Friday 16 August 2024

"The Lodgers" by Holly Pester


Homelessness does not necessarily mean living on the streets. 

This novel about transience has two alternating narrations. In one the narrator describes, in the first person, her present life, using the past tense. The other narrative, written in the second person, is an imaginary reconstruction of the life of the person who replaced her in her previous lodging. This 'reconstruction' is clearly based on her own experiences in that house so it refers to the past while being written in the present tense.

In the present life, she is living in a sublet, forever awaiting the arrival of a flatmate. Her flat overlooks her mother's house; she goes round from time to time (she has a back door key) but her mother (called 'Moffa') isn't there. Moffa used to be an actress and was notorious in the neighbourhood for her parties; the narrator recalls being on tour as a child with her mother with all the transience that life entailed; her childhood seems to be mostly one of loneliness and observing others. Even now she is clumsy and socially awkward.

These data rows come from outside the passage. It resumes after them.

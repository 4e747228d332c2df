use axum::{
    extract::{Request, State},
    http::{HeaderMap, StatusCode, header},
    middleware::Next,
    response::Response,
};
use jsonwebtoken::{DecodingKey, Validation, decode};
use tracing::warn;

use habitat_types::api::Claims;

use crate::auth::AppState;

fn bearer_token(headers: &HeaderMap) -> Option<&str> {
    headers
        .get(header::AUTHORIZATION)
        .and_then(|v| v.to_str().ok())
        .and_then(|v| v.strip_prefix("Bearer "))
}

/// Extract and validate JWT from Authorization header.
pub async fn require_auth(
    State(state): State<AppState>,
    mut req: Request,
    next: Next,
) -> Result<Response, StatusCode> {
    let token = bearer_token(req.headers()).ok_or(StatusCode::UNAUTHORIZED)?;

    let token_data = decode::<Claims>(
        token,
        &DecodingKey::from_secret(state.jwt_secret.as_bytes()),
        &Validation::default(),
    )
    .map_err(|_| StatusCode::UNAUTHORIZED)?;

    req.extensions_mut().insert(token_data.claims);
    Ok(next.run(req).await)
}

/// Guards the cron entrypoint. Open when no cron secret is configured.
pub async fn require_cron_secret(
    State(state): State<AppState>,
    req: Request,
    next: Next,
) -> Result<Response, StatusCode> {
    if let Some(secret) = state.cron_secret.as_deref() {
        if bearer_token(req.headers()) != Some(secret) {
            warn!("Rejected schedule request with missing or wrong cron secret");
            return Err(StatusCode::UNAUTHORIZED);
        }
    }
    Ok(next.run(req).await)
}
use chrono::{DateTime, Duration, NaiveTime, TimeZone, Utc};
use chrono_tz::Tz;

use habitat_types::models::Reminder;

use crate::error::{CoreError, Result};
use crate::timezone::{self, DEFAULT_TIMEZONE};

/// Wall-clock time used for habits without a reminder.
pub const DEFAULT_REMINDER_TIME: &str = "08:00";

/// A configured reminder fires this many minutes before the habit's time.
pub const LEAD_MINUTES: i64 = 20;

/// How long after `notify_at` a late scheduler run may still fire.
pub const GRACE_HOURS: i64 = 2;

pub fn parse_at_time(raw: &str) -> Result<NaiveTime> {
    NaiveTime::parse_from_str(raw.trim(), "%H:%M")
        .map_err(|_| CoreError::InvalidReminderTime(raw.to_string()))
}

/// The span of instants during which a reminder may be emitted today.
#[derive(Debug, Clone, Copy, PartialEq, Eq)]
pub struct ReminderWindow {
    pub notify_at: DateTime<Utc>,
    /// Nominal habit time. `None` for the default 08:00 reminder.
    pub due_at: Option<DateTime<Utc>>,
    pub closes_at: DateTime<Utc>,
}

impl ReminderWindow {
    /// Window for the reminder's local calendar day at `now`.
    ///
    /// The wall-clock time is placed on the day `now` falls on in the
    /// reminder's zone, so the offset is the one in force at that time.
    pub fn compute(now: DateTime<Utc>, reminder: Option<&Reminder>) -> Result<Self> {
        match reminder {
            Some(reminder) => {
                let at = parse_at_time(&reminder.at_time)?;
                let tz = timezone::resolve(reminder.timezone.as_deref());
                let due_at = local_instant(now, tz, at)?;
                let notify_at = due_at - Duration::minutes(LEAD_MINUTES);
                let closes_at = due_at.min(notify_at + Duration::hours(GRACE_HOURS));
                Ok(Self {
                    notify_at,
                    due_at: Some(due_at),
                    closes_at,
                })
            }
            None => {
                let at = parse_at_time(DEFAULT_REMINDER_TIME)?;
                let notify_at = local_instant(now, DEFAULT_TIMEZONE, at)?;
                Ok(Self {
                    notify_at,
                    due_at: None,
                    closes_at: notify_at + Duration::hours(GRACE_HOURS),
                })
            }
        }
    }

    pub fn contains(&self, now: DateTime<Utc>) -> bool {
        self.notify_at <= now && now <= self.closes_at
    }

    /// `contains(now)` and `now` falls on the same `day_zone` calendar day as `notify_at`.
    pub fn fires_at(&self, now: DateTime<Utc>, day_zone: Tz) -> bool {
        let same_day = self.notify_at.with_timezone(&day_zone).date_naive()
            == now.with_timezone(&day_zone).date_naive();
        same_day && self.contains(now)
    }
}

/// Whether a reminder should be emitted at `now`.
///
/// `day_zone` is the zone whose calendar day counts as "today" for the server.
pub fn should_fire_now(now: DateTime<Utc>, reminder: Option<&Reminder>, day_zone: Tz) -> Result<bool> {
    Ok(ReminderWindow::compute(now, reminder)?.fires_at(now, day_zone))
}

/// `at` on the day `now` falls on in `tz`, as a UTC instant.
///
/// A time skipped by a DST jump is placed with the offset in force at `now`.
fn local_instant(now: DateTime<Utc>, tz: Tz, at: NaiveTime) -> Result<DateTime<Utc>> {
    let day = now.with_timezone(&tz).date_naive();
    let local = day.and_time(at);
    if let Some(instant) = tz.from_local_datetime(&local).earliest() {
        return Ok(instant.with_timezone(&Utc));
    }
    local
        .and_utc()
        .checked_sub_signed(Duration::minutes(i64::from(timezone::offset_minutes(now, tz))))
        .ok_or(CoreError::DateOutOfRange(day))
}
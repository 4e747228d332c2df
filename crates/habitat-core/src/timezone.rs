use chrono::{DateTime, Offset, TimeZone, Utc};
use chrono_tz::Tz;
use tracing::warn;

/// Zone used when a reminder has no timezone or an unknown one.
pub const DEFAULT_TIMEZONE: Tz = chrono_tz::Europe::Paris;

/// Resolve an IANA zone name, falling back to [`DEFAULT_TIMEZONE`].
pub fn resolve(name: Option<&str>) -> Tz {
    let Some(name) = name.map(str::trim).filter(|n| !n.is_empty()) else {
        return DEFAULT_TIMEZONE;
    };
    match name.parse::<Tz>() {
        Ok(tz) => tz,
        Err(e) => {
            warn!("Unknown timezone '{}' ({}), using {}", name, e, DEFAULT_TIMEZONE);
            DEFAULT_TIMEZONE
        }
    }
}

/// Offset of `tz` at `instant`, as local minus UTC in minutes.
///
/// Europe/Paris is +60 in January and +120 in July.
pub fn offset_minutes(instant: DateTime<Utc>, tz: Tz) -> i32 {
    tz.offset_from_utc_datetime(&instant.naive_utc())
        .fix()
        .local_minus_utc()
        / 60
}
use anyhow::Result;
use rusqlite::Connection;
use tracing::info;

pub fn run(conn: &Connection) -> Result<()> {
    conn.execute_batch("CREATE TABLE IF NOT EXISTS schema_version (version INTEGER NOT NULL);")?;

    let version: i64 = conn.query_row(
        "SELECT COALESCE(MAX(version), 0) FROM schema_version",
        [],
        |r| r.get(0),
    )?;

    if version < 1 {
        info!("Running migration v1 (initial schema)");
        conn.execute_batch(
            "
            CREATE TABLE IF NOT EXISTS users (
                id          TEXT PRIMARY KEY,
                email       TEXT NOT NULL UNIQUE,
                name        TEXT NOT NULL,
                password    TEXT NOT NULL,
                created_at  TEXT NOT NULL DEFAULT (datetime('now'))
            );

            CREATE TABLE IF NOT EXISTS habits (
                id                      TEXT PRIMARY KEY,
                user_id                 TEXT NOT NULL REFERENCES users(id) ON DELETE CASCADE,
                name                    TEXT NOT NULL,
                description             TEXT,
                color                   TEXT NOT NULL DEFAULT 'purple',
                frequency               TEXT NOT NULL,
                active_days             TEXT,
                start_date              TEXT,
                end_date                TEXT,
                notifications_enabled   INTEGER NOT NULL DEFAULT 1,
                created_at              TEXT NOT NULL
            );

            CREATE INDEX IF NOT EXISTS idx_habits_user
                ON habits(user_id, created_at);

            CREATE TABLE IF NOT EXISTS reminders (
                habit_id    TEXT PRIMARY KEY REFERENCES habits(id) ON DELETE CASCADE,
                at_time     TEXT NOT NULL,
                timezone    TEXT
            );

            CREATE TABLE IF NOT EXISTS habit_logs (
                id          TEXT PRIMARY KEY,
                habit_id    TEXT NOT NULL REFERENCES habits(id) ON DELETE CASCADE,
                date        TEXT NOT NULL,
                done        INTEGER NOT NULL DEFAULT 1,
                UNIQUE(habit_id, date)
            );

            CREATE TABLE IF NOT EXISTS notifications (
                id              TEXT PRIMARY KEY,
                user_id         TEXT NOT NULL REFERENCES users(id) ON DELETE CASCADE,
                habit_id        TEXT,
                kind            TEXT NOT NULL,
                payload         TEXT NOT NULL,
                reminder_day    TEXT,
                read            INTEGER NOT NULL DEFAULT 0,
                created_at      TEXT NOT NULL
            );

            CREATE INDEX IF NOT EXISTS idx_notifications_reminder
                ON notifications(user_id, habit_id, reminder_day);

            CREATE INDEX IF NOT EXISTS idx_notifications_user
                ON notifications(user_id, created_at);

            INSERT INTO schema_version (version) VALUES (1);
            ",
        )?;
    }

    if version < 2 {
        info!("Running migration v2 (categories)");
        conn.execute_batch(
            "
            CREATE TABLE IF NOT EXISTS categories (
                id          TEXT PRIMARY KEY,
                user_id     TEXT NOT NULL REFERENCES users(id) ON DELETE CASCADE,
                name        TEXT NOT NULL,
                color       TEXT NOT NULL DEFAULT 'purple',
                created_at  TEXT NOT NULL,
                UNIQUE(user_id, name)
            );

            ALTER TABLE habits
                ADD COLUMN category_id TEXT REFERENCES categories(id) ON DELETE SET NULL;

            INSERT INTO schema_version (version) VALUES (2);
            ",
        )?;
    }

    info!("Database migrations complete");
    Ok(())
}
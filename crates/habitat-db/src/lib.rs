pub mod categories;
pub mod migrations;
pub mod models;
pub mod notifications;
pub mod queries;

use anyhow::Result;
use rusqlite::Connection;
use std::path::Path;
use std::sync::Mutex;
use tracing::info;

/// Whether `err` comes from a UNIQUE or other constraint failing, such as a
/// duplicate email or category name.
pub fn is_constraint_violation(err: &anyhow::Error) -> bool {
    matches!(
        err.downcast_ref::<rusqlite::Error>(),
        Some(rusqlite::Error::SqliteFailure(e, _)) if e.code == rusqlite::ErrorCode::ConstraintViolation
    )
}

/// SQLite record store for users, habits, reminders, completion logs and
/// notifications. A single connection guarded by a mutex.
pub struct Database {
    conn: Mutex<Connection>,
}

impl Database {
    pub fn open(path: &Path) -> Result<Self> {
        let conn = Connection::open(path)?;

        // WAL mode for concurrent reads
        conn.pragma_update(None, "journal_mode", "WAL")?;
        conn.pragma_update(None, "foreign_keys", "ON")?;

        migrations::run(&conn)?;

        info!("Database opened at {}", path.display());
        Ok(Self {
            conn: Mutex::new(conn),
        })
    }

    pub fn open_in_memory() -> Result<Self> {
        let conn = Connection::open_in_memory()?;
        conn.pragma_update(None, "foreign_keys", "ON")?;
        migrations::run(&conn)?;
        Ok(Self {
            conn: Mutex::new(conn),
        })
    }

    pub fn with_conn<F, T>(&self, f: F) -> Result<T>
    where
        F: FnOnce(&Connection) -> Result<T>,
    {
        let conn = self.conn.lock().map_err(|e| anyhow::anyhow!("DB lock poisoned: {}", e))?;
        f(&conn)
    }

    /// Like `with_conn`, but hands out `&mut` so callers can open a transaction.
    pub fn with_conn_mut<F, T>(&self, f: F) -> Result<T>
    where
        F: FnOnce(&mut Connection) -> Result<T>,
    {
        let mut conn = self.conn.lock().map_err(|e| anyhow::anyhow!("DB lock poisoned: {}", e))?;
        f(&mut conn)
    }
}
pub mod api;
pub mod models;
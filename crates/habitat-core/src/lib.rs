//! Habit scheduling engine.
//!
//! Decides whether a habit is due on a given day, counts streaks, and decides
//! when a reminder notification should be emitted. Nothing in this crate reads
//! the wall clock: callers pass `today` or `now` explicitly.

pub mod activity;
pub mod calendar;
pub mod error;
pub mod reminder;
pub mod scheduler;
pub mod stats;
pub mod streak;
pub mod timezone;

pub use error::{CoreError, Result};
pub use scheduler::{
    HabitCandidate, NewReminder, NotificationScheduler, NotificationStore, ReminderDecision,
    SchedulerConfig,
};
pub use stats::HabitHistory;
use std::collections::HashMap;

use axum::{
    Extension, Json,
    extract::{Path, Query, State},
    http::StatusCode,
    response::IntoResponse,
};
use chrono::{Datelike, NaiveDate, Utc};
use serde::Deserialize;
use tracing::info;
use uuid::Uuid;

use habitat_core::reminder::parse_at_time;
use habitat_core::{CoreError, HabitHistory, calendar, stats};
use habitat_db::Database;
use habitat_types::api::{
    CalendarResponse, Claims, DashboardQuery, DashboardResponse, HabitCreated, HabitRequest,
    HabitSummary, StatsResponse, ToggleRequest, ToggleResponse,
};
use habitat_types::models::{Category, Habit, Recurrence, Reminder, is_known_color};

use crate::auth::AppState;
use crate::{internal_error, run_blocking};

pub(crate) const DEFAULT_COLOR: &str = "purple";

/// Every habit of a user with its full completion history.
fn load_histories(
    db: &Database,
    user_id: &str,
) -> anyhow::Result<(Vec<HabitHistory>, HashMap<String, Reminder>)> {
    let habits = db.list_habits(user_id)?;
    let ids: Vec<String> = habits.iter().map(|h| h.id.clone()).collect();
    let reminders = db.get_reminders(&ids)?;
    let mut completions = db.completions_for_habits(&ids)?;

    let histories = habits
        .into_iter()
        .map(|habit| HabitHistory {
            completions: completions.remove(&habit.id).unwrap_or_default(),
            habit,
        })
        .collect();
    Ok((histories, reminders))
}

fn validate(req: &HabitRequest) -> Result<(), StatusCode> {
    if req.name.trim().is_empty() || req.name.len() > 100 {
        return Err(StatusCode::BAD_REQUEST);
    }
    // Unknown recurrences are only tolerated on rows already stored.
    if matches!(req.recurrence, Recurrence::Other(_)) {
        return Err(StatusCode::BAD_REQUEST);
    }
    if req.color.as_deref().is_some_and(|c| !is_known_color(c)) {
        return Err(StatusCode::BAD_REQUEST);
    }
    if let (Some(start), Some(end)) = (req.start_date, req.end_date) {
        if end < start {
            return Err(StatusCode::BAD_REQUEST);
        }
    }
    if let Some(reminder) = &req.reminder {
        parse_at_time(&reminder.at_time).map_err(|_| StatusCode::BAD_REQUEST)?;
    }
    Ok(())
}

/// The caller's category named by the request, 400 if it is someone else's or gone.
fn requested_category(db: &Database, user_id: &str, req: &HabitRequest) -> Result<Option<Category>, StatusCode> {
    match &req.category_id {
        Some(id) => db
            .get_category(user_id, id)
            .map_err(internal_error)?
            .map(Some)
            .ok_or(StatusCode::BAD_REQUEST),
        None => Ok(None),
    }
}

fn apply(habit: &mut Habit, req: HabitRequest, category: Option<&Category>) -> Option<Reminder> {
    habit.name = req.name.trim().to_string();
    habit.description = req.description.filter(|d| !d.trim().is_empty());
    habit.color = req
        .color
        .or_else(|| category.map(|c| c.color.clone()))
        .unwrap_or_else(|| DEFAULT_COLOR.to_string());
    habit.category_id = category.map(|c| c.id.clone());
    habit.recurrence = req.recurrence;
    habit.start_date = req.start_date;
    habit.end_date = req.end_date;
    habit.notifications_enabled = req.notifications_enabled;
    req.reminder
}

/// GET /habits?category=: dashboard for today (UTC), optionally narrowed to
/// one category. The today ratio covers the listed habits only.
pub async fn dashboard(
    State(state): State<AppState>,
    Query(query): Query<DashboardQuery>,
    Extension(claims): Extension<Claims>,
) -> Result<impl IntoResponse, StatusCode> {
    let today = Utc::now().date_naive();
    let db = state.clone();
    let user_id = claims.sub.to_string();

    let (mut histories, mut reminders, categories) = run_blocking(move || {
        let (histories, reminders) = load_histories(&db.db, &user_id).map_err(internal_error)?;
        let categories: HashMap<String, Category> = db
            .db
            .list_categories(&user_id)
            .map_err(internal_error)?
            .into_iter()
            .map(|c| (c.id.clone(), c))
            .collect();
        Ok((histories, reminders, categories))
    })
    .await?;

    if let Some(category) = &query.category {
        histories.retain(|h| h.habit.category_id.as_ref() == Some(category));
    }

    let summary = stats::today_summary(&histories, today);
    let habits = histories
        .into_iter()
        .map(|history| HabitSummary {
            reminder: reminders.remove(&history.habit.id),
            category: history
                .habit
                .category_id
                .as_ref()
                .and_then(|id| categories.get(id))
                .cloned(),
            streak: history.streak(today),
            due_today: history.is_due(today),
            completed_today: history.completed_on(today),
            completed_dates: history.completions.iter().copied().collect(),
            habit: history.habit,
        })
        .collect();

    Ok(Json(DashboardResponse {
        date: today,
        today: summary,
        habits,
    }))
}

/// POST /habits
pub async fn create_habit(
    State(state): State<AppState>,
    Extension(claims): Extension<Claims>,
    Json(req): Json<HabitRequest>,
) -> Result<impl IntoResponse, StatusCode> {
    validate(&req)?;

    let mut habit = Habit {
        id: Uuid::new_v4().to_string(),
        user_id: claims.sub.to_string(),
        name: String::new(),
        description: None,
        color: String::new(),
        recurrence: req.recurrence.clone(),
        start_date: None,
        end_date: None,
        created_at: Utc::now(),
        notifications_enabled: true,
        category_id: None,
    };

    let db = state.clone();
    let id = habit.id.clone();
    run_blocking(move || {
        let category = requested_category(&db.db, &habit.user_id, &req)?;
        let reminder = apply(&mut habit, req, category.as_ref());
        db.db
            .create_habit(&habit, reminder.as_ref())
            .map_err(internal_error)
    })
    .await?;

    info!(habit_id = %id, user_id = %claims.sub, "Habit created");
    Ok((StatusCode::CREATED, Json(HabitCreated { id })))
}

/// PUT /habits/{habit_id}
pub async fn update_habit(
    State(state): State<AppState>,
    Path(habit_id): Path<String>,
    Extension(claims): Extension<Claims>,
    Json(req): Json<HabitRequest>,
) -> Result<impl IntoResponse, StatusCode> {
    validate(&req)?;

    let db = state.clone();
    let user_id = claims.sub.to_string();
    run_blocking(move || {
        let mut habit = db
            .db
            .get_habit(&user_id, &habit_id)
            .map_err(internal_error)?
            .ok_or(StatusCode::NOT_FOUND)?;
        let category = requested_category(&db.db, &user_id, &req)?;
        let reminder = apply(&mut habit, req, category.as_ref());

        if db.db.update_habit(&habit, reminder.as_ref()).map_err(internal_error)? {
            Ok(StatusCode::NO_CONTENT)
        } else {
            Err(StatusCode::NOT_FOUND)
        }
    })
    .await
}

/// DELETE /habits/{habit_id}
pub async fn delete_habit(
    State(state): State<AppState>,
    Path(habit_id): Path<String>,
    Extension(claims): Extension<Claims>,
) -> Result<impl IntoResponse, StatusCode> {
    let db = state.clone();
    let user_id = claims.sub.to_string();
    run_blocking(move || {
        if db.db.delete_habit(&user_id, &habit_id).map_err(internal_error)? {
            info!(habit_id = %habit_id, "Habit deleted");
            Ok(StatusCode::NO_CONTENT)
        } else {
            Err(StatusCode::NOT_FOUND)
        }
    })
    .await
}

/// POST /habits/{habit_id}/toggle: flip completion for a day (default today).
/// The body is optional.
pub async fn toggle(
    State(state): State<AppState>,
    Path(habit_id): Path<String>,
    Extension(claims): Extension<Claims>,
    body: Option<Json<ToggleRequest>>,
) -> Result<impl IntoResponse, StatusCode> {
    let req = body.map(|Json(req)| req).unwrap_or_default();
    let date = req.date.unwrap_or_else(|| Utc::now().date_naive());

    let db = state.clone();
    let user_id = claims.sub.to_string();
    run_blocking(move || {
        db.db
            .get_habit(&user_id, &habit_id)
            .map_err(internal_error)?
            .ok_or(StatusCode::NOT_FOUND)?;
        let done = db.db.toggle_log(&habit_id, date).map_err(internal_error)?;
        Ok(Json(ToggleResponse {
            habit_id,
            date,
            done,
        }))
    })
    .await
}

#[derive(Debug, Deserialize)]
pub struct CalendarQuery {
    pub year: Option<i32>,
    pub month: Option<u32>,
}

/// GET /calendar?year=&month=: defaults to the current month.
pub async fn get_calendar(
    State(state): State<AppState>,
    Query(query): Query<CalendarQuery>,
    Extension(claims): Extension<Claims>,
) -> Result<impl IntoResponse, StatusCode> {
    let today = Utc::now().date_naive();
    let year = query.year.unwrap_or(today.year());
    let month = query.month.unwrap_or(today.month());

    let db = state.clone();
    let user_id = claims.sub.to_string();
    let (histories, _) =
        run_blocking(move || load_histories(&db.db, &user_id).map_err(internal_error)).await?;

    let days = calendar::month_view(&histories, year, month).map_err(|e| match e {
        CoreError::InvalidMonth { .. } | CoreError::DateOutOfRange(_) => StatusCode::BAD_REQUEST,
        _ => StatusCode::INTERNAL_SERVER_ERROR,
    })?;

    Ok(Json(CalendarResponse { year, month, days }))
}

/// GET /stats
pub async fn get_stats(
    State(state): State<AppState>,
    Extension(claims): Extension<Claims>,
) -> Result<impl IntoResponse, StatusCode> {
    let today: NaiveDate = Utc::now().date_naive();
    let db = state.clone();
    let user_id = claims.sub.to_string();
    let (histories, _) =
        run_blocking(move || load_histories(&db.db, &user_id).map_err(internal_error)).await?;

    Ok(Json(StatsResponse {
        stats: stats::user_stats(&histories, today),
        weekly: stats::weekly_chart(&histories, today),
    }))
}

In the past life she lives in a town nearer the coast, where she studies a therapy course based on triangles. She rents a room (weekday evenings and nights only, since it was used as a workroom during the day; she has to make alternative arrangements for weekends) from a woman who lives with her daughter, a badly-behaved little girl. A professor also lodges there and they have occasional casual sex; more transience.

The novel is very good at conveying how much of an outsider a lodger is

  • How we cater for and clean ourselves will be convenient for another person we live with, or not.” (p 29)
  • What else are we except things for whoever we live with to put up with?” (p 29)
  • "I learned, like you, to lodge, I mean, adapt and hide my needs rather than dig down, simply hover without much substance, meekly occupy, as the tenant of the tenant, it's how I was born.” (p 85)

The narrator is eternally trying to 'triangulate'. At the 50% turning point, she gives several meanings for this word, from psychology, geometry, and data science. She and the professor form a triangle with the child. In geometry, triangulation is a technique of establishing where something is in reference to two other points; perhaps the narrator is trying to work out where she is psychologically in reference to Moffa's house and the house in which she previously lodged. Triangulation in data science is something similar: it examines findings from different viewpoints in order to test a hypothesis; "it's a process of rigour and caring about truth" (p108). This is exactly what the narrator's competing narratives are doing.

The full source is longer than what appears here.